With the accelerating rhythm of people’s life, the number of patients with digestive diseases has been increasing. Gastroenterology refers to the three-level clinical disciplines with stomach, esophagus, large and small intestines, gallbladder, and other diseases as the main contents, covering a wide range of diseases, and it has complex and sophisticated clinical treatment and nursing operation [13]. At present, patients not only put forward higher requirements for clinical treatment effect but also have higher requirements for daily nursing care. Due to the characteristics of high incidence and wide coverage, gastroenterology commonly occurs in all age groups; therefore, with improved treatment effect, the quality and level of clinical nursing care cannot be ignored [46]. Detail nursing complies with this requirement, and its measures can effectively improve patients’ negative moods and make patients satisfied with the high-quality nursing services in hospital. Detail nursing is the inheritance and innovation based on the traditional clinical nursing, and it has been recognized by the society through optimizing the nursing process, changing the traditional doctor-patient communication mode, paying more attention to clinical details, improving the satisfaction of clinical nursing, creating a good nurse-patient relationship, and improving the overall treatment level of the hospital [79]. Bedside nursing is a brand-new nursing method that establishes responsibility system groups and carries out level-to-level administration, which can improve the responsibility consciousness of nursing staff to a certain extent, reduce the incidence of clinical adverse events, provide guarantee for clinical treatment, make hospital nursing services closer to patients, and establish a harmonious nurse-patient relationship.

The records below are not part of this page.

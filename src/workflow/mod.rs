//! Editorial actions.
//!
//! Every method validates, persists the change, then sends the immediate
//! notifications that go with it. Notification failures are logged and
//! never undo a committed change.


use std::collections::{HashMap, HashSet};
use std::sync::Arc;

use chrono::{DateTime, Utc};
use tracing::{info, warn};

use crate::domain::revision::{
    prepare_revision, previous_revision, previous_versions, RevisionRequest,
};
use crate::domain::{
    next_referee_letter, AreaEditorChange, AssignmentChange, AssignmentId, Decision,
    DurationSettings, NewRefereeAssignment, NewSubmission, RefereeAssignment, ReportSubmission,
    Submission, SubmissionId, User, UserId,
};
use crate::error::{WorkflowError, WorkflowResult};
use crate::notify::{Action, Notice, Notifier, SendKey};
use crate::review::{ReviewContext, SubmissionView};
use crate::scan::ScanEngine;
use crate::store::Store;

#[derive(Clone)]
pub struct Desk {
    store: Arc<dyn Store>,
    notifier: Notifier,
    scans: ScanEngine,
}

Based on this, this study further explores the clinical effect of bedside nursing combined with detail nursing in digestive diseases, and now the summary reports are as follows.

2. Materials and Methods

2.1. General Information

This study was approved by the Hospital Ethics Committee. 112 patients with gastrointestinal diseases admitted to our hospital from November 2018 to November 2019 were selected as the study subjects and randomly divided into a research group (n = 56) and control group (n = 56).

2.2. Inclusion Criteria

① Patients met the diagnostic criteria of digestive diseases. ② Patients had complete clinical data. ③ The patients and their families were informed of the purpose and process of this study and signed the informed consent.

2.3. Exclusion Criteria

① Patients had other organic lesions in the brain, heart, kidney, and liver. ② Patients had cognitive or communication disorders such as mental disorders. ③ Patients refused to cooperate with the study.

2.4. Methods

The clinical nursing was carried out in the reference group through advising patients to take medicine on time, keeping the ward environment clean and tidy, implementing dietary intervention for patients, and monitoring various vital signs.

The research group received bedside nursing combined with detail nursing on the basis of routine clinical nursing. Bedside nursing: ① primary nursing groups were established, whose members were composed of a head nurse and 3 or 4 nurses. The head nurse, serving as the group leader, arranged specific work according to the working ability of each nurse. Besides, the primary nurses performed comprehensive nursing in clinical propaganda and education, psychological counseling, medication guidance, and dietary intervention. ② Three-level quality control was adopted. The first level referred to that nurses timely found existing problems through self-inspection, self-evaluation, and other ways and then took effective measures to solve them. The second level referred to that the team leader timely checked each team member’s nursing record sheets, patients’ medication records, snd so forth, to supervise and correct their work. The third level referred to that department leaders developed specific work assessment mechanisms and guided the daily work of each nurse. ③ Departments equipped each group with a treatment vehicle and with the drugs and instruments needed in the treatment process. Detail nursing: ① medical staff should actively communicate with patients, eliminate their negative emotions, and explain the relevant precautions during hospitalization. In addition, medical staff should act gently with smiling when nursing patients so as to establish a good doctor-patient relationship and make them feel more love and care. ② Medical staff should pay attention to appearance, face patients with a positive and enthusiastic attitude, and leave a good mark for patients. ③ Medical staff should pay attention to their own language expression and tone of voice in clinical nursing to make patients more acceptable.

2.5. Observation Indexes

The clinical data of the two groups were compared and analyzed, which included gender, age, body mass index (BMI), smoking history, drinking history, marital status, and disease types.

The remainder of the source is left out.